**PROBLEM TO WORK ON**
Please count the lines in this listing that include the string "MediaConfig", and give only the number.
▬▬▬▬▬▬
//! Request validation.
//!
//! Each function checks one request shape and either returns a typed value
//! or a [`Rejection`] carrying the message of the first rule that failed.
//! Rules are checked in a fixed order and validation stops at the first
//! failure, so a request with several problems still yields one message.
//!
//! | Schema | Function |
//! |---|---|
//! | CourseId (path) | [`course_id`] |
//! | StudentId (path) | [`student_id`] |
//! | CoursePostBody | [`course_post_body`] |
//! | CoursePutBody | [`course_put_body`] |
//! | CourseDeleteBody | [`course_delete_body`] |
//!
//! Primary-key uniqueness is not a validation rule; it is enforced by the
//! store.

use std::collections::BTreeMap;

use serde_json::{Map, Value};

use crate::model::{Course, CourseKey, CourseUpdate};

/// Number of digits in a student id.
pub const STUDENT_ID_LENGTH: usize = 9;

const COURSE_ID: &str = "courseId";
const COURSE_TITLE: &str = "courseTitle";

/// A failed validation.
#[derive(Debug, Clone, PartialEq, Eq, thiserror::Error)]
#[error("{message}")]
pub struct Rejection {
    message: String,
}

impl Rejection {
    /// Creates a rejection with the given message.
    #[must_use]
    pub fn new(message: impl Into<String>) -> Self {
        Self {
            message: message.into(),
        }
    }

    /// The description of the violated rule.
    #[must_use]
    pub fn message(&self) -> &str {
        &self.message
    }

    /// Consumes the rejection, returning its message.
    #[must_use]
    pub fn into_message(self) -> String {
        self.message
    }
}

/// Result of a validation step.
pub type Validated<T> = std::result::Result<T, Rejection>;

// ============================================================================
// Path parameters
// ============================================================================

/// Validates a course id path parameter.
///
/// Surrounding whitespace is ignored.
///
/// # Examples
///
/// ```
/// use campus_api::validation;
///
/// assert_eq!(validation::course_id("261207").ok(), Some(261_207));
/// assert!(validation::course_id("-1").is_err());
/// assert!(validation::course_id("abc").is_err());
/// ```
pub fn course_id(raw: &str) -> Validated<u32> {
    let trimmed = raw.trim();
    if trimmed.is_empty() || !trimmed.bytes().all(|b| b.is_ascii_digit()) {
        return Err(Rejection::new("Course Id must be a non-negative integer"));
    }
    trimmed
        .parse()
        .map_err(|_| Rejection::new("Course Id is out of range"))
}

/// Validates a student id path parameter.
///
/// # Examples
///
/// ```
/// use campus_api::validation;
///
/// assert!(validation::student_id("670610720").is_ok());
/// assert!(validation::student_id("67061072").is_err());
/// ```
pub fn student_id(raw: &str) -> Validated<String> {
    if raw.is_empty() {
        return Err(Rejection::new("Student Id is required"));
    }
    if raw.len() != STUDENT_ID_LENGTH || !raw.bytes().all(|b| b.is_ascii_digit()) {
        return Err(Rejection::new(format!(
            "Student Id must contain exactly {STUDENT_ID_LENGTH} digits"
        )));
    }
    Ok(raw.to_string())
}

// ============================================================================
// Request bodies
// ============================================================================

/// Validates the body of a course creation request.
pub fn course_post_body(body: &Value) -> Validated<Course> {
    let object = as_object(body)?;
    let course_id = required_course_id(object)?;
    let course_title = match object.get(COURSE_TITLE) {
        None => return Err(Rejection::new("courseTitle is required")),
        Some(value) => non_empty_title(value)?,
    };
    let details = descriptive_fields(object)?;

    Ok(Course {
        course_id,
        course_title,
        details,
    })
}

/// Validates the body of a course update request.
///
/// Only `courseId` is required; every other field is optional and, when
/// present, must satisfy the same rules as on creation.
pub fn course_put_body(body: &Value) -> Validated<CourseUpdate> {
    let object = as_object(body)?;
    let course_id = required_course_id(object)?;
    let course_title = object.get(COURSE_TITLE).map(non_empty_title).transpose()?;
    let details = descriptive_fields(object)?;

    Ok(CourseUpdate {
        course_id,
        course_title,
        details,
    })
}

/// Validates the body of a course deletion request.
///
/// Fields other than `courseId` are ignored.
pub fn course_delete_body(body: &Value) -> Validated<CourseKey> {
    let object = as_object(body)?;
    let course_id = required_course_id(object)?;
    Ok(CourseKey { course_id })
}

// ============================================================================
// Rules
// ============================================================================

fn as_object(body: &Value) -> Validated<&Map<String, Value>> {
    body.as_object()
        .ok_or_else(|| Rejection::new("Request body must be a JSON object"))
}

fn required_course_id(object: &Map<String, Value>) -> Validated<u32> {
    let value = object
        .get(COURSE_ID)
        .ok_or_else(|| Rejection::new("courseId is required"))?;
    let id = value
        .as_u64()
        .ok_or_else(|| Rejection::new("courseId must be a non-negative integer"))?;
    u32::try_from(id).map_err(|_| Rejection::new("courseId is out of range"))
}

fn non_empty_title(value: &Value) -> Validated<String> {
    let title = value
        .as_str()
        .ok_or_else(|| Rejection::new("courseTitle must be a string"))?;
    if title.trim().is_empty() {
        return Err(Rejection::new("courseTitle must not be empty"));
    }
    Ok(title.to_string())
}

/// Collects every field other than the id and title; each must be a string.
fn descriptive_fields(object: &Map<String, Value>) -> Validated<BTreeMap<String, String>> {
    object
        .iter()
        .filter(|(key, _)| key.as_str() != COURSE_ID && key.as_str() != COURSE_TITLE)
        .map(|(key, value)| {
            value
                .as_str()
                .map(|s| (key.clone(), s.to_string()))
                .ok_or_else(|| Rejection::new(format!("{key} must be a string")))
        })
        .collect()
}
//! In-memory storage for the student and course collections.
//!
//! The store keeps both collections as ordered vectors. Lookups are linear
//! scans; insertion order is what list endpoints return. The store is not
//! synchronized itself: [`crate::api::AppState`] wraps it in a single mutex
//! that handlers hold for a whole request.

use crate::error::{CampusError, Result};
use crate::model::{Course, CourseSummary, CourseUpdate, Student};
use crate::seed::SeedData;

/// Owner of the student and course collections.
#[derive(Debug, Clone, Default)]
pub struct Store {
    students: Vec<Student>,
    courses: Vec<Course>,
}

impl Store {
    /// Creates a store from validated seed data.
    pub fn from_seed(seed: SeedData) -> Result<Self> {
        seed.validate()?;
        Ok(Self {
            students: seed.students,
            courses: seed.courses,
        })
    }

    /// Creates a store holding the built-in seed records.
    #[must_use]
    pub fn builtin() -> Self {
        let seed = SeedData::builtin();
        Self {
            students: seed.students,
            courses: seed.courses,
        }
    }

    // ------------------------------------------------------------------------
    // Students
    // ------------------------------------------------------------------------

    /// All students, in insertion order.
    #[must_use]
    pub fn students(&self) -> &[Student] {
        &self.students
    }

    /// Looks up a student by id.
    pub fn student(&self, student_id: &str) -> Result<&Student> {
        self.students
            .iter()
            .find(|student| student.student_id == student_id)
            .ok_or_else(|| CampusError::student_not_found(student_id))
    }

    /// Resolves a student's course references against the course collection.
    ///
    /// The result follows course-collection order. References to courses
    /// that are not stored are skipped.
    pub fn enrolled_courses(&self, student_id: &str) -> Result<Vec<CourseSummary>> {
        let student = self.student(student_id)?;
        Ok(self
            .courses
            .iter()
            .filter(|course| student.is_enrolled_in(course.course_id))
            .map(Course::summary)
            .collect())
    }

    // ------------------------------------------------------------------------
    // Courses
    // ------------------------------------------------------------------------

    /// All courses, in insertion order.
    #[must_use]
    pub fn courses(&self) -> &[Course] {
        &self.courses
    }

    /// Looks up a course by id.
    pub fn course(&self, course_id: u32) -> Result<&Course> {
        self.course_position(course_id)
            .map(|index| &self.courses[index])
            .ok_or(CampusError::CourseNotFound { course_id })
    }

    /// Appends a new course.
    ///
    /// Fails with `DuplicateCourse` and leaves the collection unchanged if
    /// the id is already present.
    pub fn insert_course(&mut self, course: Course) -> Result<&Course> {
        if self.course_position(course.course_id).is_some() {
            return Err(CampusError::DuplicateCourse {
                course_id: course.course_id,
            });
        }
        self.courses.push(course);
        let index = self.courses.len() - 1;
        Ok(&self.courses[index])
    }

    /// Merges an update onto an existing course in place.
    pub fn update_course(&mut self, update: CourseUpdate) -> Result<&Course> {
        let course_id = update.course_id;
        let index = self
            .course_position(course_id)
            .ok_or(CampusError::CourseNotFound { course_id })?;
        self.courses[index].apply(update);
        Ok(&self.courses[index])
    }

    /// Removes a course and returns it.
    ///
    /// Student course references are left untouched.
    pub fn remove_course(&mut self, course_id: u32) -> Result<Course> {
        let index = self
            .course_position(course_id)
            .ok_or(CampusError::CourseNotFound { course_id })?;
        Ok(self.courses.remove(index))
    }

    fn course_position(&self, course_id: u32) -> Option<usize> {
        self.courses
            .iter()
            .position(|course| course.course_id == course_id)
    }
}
▬▬▬▬▬▬
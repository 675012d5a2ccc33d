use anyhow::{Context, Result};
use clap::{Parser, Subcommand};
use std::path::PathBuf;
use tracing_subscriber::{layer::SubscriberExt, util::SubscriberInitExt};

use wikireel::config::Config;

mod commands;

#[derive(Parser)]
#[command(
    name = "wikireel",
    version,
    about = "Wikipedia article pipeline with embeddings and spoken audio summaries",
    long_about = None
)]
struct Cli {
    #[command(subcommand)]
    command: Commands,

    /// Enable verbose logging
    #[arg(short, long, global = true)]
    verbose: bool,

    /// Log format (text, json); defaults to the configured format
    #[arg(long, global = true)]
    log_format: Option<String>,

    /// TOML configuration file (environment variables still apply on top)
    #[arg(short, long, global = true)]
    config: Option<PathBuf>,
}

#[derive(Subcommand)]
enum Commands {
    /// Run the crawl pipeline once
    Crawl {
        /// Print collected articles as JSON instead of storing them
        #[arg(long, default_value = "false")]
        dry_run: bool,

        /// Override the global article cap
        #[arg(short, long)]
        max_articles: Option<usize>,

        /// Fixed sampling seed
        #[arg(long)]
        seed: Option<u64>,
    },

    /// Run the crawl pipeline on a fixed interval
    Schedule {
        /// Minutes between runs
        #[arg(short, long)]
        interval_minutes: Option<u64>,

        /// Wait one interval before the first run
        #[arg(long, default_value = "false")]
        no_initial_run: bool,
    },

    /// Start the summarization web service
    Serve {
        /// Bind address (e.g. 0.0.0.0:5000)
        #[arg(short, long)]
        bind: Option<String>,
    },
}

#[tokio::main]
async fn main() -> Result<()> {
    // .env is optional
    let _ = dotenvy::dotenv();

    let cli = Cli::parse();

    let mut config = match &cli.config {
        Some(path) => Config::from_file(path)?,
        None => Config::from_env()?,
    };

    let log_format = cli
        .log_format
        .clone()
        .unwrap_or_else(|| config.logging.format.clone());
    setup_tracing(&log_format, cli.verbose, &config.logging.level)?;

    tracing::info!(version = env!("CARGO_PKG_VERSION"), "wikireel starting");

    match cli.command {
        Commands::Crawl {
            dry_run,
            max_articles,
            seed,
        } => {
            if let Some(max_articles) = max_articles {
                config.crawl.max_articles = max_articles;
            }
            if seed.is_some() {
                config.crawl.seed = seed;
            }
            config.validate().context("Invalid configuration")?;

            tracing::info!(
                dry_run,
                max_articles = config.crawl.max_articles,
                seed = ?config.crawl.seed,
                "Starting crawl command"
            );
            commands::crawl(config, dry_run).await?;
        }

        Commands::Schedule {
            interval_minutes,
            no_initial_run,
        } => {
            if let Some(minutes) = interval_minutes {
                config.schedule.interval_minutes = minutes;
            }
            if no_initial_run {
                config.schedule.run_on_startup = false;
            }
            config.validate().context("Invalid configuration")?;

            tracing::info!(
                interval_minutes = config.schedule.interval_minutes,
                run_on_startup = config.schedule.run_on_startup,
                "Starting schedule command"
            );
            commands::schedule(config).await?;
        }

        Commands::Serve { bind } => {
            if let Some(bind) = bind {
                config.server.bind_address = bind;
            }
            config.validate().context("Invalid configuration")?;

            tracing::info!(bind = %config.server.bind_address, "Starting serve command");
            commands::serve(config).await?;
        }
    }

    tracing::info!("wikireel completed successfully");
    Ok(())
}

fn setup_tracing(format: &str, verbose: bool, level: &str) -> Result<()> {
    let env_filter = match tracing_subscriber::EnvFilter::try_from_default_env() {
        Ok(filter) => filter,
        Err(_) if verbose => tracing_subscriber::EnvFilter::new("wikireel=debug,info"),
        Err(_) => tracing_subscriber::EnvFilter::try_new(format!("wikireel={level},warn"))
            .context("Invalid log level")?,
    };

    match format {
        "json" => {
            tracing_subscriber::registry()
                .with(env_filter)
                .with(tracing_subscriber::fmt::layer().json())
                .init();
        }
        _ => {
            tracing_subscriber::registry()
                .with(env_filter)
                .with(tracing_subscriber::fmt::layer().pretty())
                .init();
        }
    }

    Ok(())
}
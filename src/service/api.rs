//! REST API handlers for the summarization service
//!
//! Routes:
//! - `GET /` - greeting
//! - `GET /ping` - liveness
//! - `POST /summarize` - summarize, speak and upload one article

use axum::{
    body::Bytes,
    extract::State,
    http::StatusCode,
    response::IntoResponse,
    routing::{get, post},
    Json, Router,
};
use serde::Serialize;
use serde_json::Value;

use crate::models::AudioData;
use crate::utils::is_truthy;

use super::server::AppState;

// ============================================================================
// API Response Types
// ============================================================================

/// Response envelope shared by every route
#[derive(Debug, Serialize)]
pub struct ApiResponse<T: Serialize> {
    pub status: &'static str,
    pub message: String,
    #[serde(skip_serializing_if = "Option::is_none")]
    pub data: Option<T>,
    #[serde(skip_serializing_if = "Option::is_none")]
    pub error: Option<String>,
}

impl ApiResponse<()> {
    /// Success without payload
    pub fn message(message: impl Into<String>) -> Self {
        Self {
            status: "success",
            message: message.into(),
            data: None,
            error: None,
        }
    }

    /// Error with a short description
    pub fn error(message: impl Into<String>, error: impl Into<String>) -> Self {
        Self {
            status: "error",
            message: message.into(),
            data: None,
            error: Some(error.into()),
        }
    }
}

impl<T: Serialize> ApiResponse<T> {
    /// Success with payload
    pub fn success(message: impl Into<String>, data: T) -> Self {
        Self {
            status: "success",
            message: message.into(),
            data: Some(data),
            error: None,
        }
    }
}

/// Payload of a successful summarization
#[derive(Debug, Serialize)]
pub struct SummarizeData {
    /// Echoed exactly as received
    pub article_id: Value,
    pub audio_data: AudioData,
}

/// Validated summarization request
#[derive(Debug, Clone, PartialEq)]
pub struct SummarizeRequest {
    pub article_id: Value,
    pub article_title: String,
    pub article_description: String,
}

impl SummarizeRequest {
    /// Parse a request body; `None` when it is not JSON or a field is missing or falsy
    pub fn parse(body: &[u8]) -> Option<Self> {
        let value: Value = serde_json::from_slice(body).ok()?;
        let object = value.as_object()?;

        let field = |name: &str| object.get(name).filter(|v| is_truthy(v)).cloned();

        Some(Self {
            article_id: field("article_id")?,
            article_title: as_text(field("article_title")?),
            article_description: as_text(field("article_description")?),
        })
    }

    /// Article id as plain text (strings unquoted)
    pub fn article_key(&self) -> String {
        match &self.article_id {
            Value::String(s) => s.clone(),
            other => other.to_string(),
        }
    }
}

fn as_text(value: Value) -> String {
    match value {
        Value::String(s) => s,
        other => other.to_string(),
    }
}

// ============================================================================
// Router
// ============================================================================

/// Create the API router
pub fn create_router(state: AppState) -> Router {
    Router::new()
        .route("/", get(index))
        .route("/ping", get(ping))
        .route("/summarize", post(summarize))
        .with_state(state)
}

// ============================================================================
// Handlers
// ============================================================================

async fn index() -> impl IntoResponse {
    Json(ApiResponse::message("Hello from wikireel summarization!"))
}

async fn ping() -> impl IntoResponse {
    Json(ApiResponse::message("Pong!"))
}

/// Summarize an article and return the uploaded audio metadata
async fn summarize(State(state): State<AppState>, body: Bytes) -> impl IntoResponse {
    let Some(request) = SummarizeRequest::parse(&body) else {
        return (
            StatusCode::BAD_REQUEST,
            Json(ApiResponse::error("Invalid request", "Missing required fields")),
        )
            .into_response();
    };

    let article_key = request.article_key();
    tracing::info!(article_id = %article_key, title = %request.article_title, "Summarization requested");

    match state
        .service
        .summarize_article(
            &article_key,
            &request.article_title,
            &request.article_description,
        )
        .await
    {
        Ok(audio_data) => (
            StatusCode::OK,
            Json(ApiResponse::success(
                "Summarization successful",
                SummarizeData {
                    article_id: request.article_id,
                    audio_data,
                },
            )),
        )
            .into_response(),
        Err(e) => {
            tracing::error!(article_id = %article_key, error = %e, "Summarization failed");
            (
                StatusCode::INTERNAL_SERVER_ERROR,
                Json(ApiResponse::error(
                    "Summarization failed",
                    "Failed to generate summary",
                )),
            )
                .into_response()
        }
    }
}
▬▬▬▬▬▬
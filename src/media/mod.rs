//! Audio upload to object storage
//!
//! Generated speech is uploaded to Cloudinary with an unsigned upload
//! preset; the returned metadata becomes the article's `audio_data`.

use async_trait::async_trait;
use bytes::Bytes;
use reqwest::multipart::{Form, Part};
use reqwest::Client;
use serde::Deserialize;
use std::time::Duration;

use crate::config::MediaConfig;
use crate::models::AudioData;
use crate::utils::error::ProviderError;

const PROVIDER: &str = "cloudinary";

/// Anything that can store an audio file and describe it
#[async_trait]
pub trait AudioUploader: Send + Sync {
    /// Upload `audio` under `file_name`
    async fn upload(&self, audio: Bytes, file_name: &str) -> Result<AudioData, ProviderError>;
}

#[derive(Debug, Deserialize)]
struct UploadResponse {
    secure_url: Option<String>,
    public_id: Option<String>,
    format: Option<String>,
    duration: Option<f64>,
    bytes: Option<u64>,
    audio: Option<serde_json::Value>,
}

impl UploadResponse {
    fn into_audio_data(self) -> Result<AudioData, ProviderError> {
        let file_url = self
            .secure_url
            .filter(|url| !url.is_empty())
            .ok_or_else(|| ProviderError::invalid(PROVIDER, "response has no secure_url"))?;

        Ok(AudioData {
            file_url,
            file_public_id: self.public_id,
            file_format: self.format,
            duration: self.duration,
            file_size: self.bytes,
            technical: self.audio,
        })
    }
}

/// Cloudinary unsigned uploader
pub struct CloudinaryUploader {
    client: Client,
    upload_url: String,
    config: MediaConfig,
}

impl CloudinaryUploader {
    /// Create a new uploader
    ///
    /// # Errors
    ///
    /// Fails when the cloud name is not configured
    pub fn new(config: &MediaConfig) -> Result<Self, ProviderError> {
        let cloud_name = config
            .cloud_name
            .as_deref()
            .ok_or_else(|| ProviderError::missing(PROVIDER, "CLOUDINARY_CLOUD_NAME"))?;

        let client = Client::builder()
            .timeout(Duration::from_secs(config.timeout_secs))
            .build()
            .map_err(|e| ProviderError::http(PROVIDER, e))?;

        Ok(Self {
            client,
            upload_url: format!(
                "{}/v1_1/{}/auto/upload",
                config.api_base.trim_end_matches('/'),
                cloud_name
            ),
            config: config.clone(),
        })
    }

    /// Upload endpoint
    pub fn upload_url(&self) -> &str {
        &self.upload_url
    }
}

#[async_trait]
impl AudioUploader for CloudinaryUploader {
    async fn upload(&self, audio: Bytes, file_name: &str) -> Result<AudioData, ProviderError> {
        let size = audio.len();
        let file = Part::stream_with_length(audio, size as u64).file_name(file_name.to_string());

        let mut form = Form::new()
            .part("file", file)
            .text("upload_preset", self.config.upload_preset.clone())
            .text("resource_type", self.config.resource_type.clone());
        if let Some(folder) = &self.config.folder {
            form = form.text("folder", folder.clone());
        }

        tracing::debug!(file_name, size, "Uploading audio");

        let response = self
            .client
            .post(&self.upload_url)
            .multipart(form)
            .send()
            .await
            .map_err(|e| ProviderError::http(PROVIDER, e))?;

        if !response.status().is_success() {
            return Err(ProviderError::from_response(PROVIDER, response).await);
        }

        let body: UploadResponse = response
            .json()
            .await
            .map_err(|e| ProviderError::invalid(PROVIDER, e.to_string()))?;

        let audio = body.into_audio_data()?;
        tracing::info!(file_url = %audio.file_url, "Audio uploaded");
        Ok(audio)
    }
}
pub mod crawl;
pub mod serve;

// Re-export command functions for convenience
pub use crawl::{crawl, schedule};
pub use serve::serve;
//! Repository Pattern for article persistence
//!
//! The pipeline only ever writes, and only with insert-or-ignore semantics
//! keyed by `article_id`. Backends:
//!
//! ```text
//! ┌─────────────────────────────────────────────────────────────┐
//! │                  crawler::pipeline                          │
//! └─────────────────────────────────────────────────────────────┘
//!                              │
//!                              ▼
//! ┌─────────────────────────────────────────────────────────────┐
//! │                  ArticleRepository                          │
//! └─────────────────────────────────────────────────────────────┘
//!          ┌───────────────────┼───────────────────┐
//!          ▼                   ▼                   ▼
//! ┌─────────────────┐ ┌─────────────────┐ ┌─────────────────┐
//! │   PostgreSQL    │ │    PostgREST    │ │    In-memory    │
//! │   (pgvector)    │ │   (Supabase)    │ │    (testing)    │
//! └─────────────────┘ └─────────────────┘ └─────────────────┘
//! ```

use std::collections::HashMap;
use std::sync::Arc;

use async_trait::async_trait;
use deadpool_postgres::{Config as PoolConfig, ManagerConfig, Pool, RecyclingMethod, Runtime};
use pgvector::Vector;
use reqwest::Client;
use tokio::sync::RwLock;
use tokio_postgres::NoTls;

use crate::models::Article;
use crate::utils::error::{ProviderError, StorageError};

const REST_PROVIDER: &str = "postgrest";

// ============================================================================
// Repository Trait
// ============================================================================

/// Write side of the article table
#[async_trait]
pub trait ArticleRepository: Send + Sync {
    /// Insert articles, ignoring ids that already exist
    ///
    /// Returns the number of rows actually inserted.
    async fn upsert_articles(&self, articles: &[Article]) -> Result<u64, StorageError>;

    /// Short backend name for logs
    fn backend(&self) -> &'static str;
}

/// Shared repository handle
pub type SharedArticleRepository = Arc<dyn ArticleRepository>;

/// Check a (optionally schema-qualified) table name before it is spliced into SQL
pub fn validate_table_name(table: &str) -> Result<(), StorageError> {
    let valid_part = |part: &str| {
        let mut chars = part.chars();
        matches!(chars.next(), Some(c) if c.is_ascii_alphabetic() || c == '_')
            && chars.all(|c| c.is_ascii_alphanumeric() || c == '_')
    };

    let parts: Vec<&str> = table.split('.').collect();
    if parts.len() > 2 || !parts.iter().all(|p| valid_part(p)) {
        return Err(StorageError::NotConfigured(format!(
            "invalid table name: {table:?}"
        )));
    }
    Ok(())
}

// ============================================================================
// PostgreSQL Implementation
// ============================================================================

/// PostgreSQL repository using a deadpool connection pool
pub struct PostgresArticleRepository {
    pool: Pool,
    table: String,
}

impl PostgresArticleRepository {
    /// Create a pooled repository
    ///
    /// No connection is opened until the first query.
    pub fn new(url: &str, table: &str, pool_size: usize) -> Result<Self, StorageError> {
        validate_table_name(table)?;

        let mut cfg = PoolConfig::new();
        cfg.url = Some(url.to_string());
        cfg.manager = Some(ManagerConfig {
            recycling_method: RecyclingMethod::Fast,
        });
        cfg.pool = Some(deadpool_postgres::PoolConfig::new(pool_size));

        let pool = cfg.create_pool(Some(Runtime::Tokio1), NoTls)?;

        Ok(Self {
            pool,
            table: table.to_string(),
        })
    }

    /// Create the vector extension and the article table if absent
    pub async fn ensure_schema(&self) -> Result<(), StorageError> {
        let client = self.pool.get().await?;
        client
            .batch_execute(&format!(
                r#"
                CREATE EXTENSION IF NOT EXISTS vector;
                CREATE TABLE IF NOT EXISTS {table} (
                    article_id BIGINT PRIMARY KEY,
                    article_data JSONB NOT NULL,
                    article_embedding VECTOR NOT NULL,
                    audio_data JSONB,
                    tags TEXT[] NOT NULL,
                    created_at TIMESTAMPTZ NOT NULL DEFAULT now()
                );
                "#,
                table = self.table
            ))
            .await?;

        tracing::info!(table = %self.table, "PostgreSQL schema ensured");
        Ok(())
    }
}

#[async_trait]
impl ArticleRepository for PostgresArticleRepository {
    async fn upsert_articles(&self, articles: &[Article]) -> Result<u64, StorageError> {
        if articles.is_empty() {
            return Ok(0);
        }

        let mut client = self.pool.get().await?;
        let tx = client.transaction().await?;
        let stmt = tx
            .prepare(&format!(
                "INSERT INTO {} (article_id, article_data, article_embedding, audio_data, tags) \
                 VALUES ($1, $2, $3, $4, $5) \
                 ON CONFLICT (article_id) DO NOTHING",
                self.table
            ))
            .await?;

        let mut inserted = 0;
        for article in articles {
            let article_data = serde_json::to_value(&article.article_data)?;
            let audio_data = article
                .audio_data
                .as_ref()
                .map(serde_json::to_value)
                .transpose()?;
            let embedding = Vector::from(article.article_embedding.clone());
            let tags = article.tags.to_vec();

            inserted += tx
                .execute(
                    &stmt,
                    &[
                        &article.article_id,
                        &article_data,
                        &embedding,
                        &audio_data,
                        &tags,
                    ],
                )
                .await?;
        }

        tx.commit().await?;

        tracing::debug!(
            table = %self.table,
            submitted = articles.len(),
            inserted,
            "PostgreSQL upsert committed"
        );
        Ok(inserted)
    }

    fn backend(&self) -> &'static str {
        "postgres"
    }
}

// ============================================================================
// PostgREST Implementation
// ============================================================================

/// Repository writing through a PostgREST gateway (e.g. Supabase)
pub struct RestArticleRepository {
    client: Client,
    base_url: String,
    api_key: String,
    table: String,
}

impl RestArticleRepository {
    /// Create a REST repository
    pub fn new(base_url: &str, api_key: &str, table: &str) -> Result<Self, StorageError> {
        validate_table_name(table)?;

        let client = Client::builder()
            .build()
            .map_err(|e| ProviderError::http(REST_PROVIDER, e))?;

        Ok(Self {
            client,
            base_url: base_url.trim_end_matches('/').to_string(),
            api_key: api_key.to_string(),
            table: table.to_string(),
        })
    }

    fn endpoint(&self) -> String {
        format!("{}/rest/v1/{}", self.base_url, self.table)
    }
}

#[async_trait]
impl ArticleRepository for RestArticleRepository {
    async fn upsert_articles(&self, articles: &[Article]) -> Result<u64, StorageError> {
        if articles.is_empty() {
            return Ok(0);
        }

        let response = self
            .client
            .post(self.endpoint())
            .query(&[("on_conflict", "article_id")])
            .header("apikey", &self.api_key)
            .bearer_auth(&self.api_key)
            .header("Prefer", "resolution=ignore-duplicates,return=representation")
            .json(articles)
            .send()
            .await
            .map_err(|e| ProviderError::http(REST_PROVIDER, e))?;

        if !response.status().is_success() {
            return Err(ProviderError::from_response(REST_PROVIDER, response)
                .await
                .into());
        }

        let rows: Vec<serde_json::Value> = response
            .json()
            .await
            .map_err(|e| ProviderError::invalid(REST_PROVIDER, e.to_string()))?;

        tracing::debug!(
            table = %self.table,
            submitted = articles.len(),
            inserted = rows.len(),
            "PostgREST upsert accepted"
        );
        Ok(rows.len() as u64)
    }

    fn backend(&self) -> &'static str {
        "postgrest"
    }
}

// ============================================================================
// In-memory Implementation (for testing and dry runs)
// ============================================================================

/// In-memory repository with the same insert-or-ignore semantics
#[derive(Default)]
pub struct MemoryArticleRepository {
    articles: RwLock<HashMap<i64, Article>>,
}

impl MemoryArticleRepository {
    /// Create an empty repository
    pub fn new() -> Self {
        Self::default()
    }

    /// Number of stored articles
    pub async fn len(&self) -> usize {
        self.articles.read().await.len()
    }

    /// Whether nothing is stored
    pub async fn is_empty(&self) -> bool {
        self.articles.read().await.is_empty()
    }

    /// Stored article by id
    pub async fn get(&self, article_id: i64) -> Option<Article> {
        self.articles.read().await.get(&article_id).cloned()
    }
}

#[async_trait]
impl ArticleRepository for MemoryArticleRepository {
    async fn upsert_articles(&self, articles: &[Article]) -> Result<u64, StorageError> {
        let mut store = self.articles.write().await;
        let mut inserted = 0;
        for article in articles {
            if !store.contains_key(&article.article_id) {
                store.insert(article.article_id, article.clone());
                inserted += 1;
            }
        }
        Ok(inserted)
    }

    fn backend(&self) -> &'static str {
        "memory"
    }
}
▬▬▬▬▬▬
**FINISHED EXERCISE**
3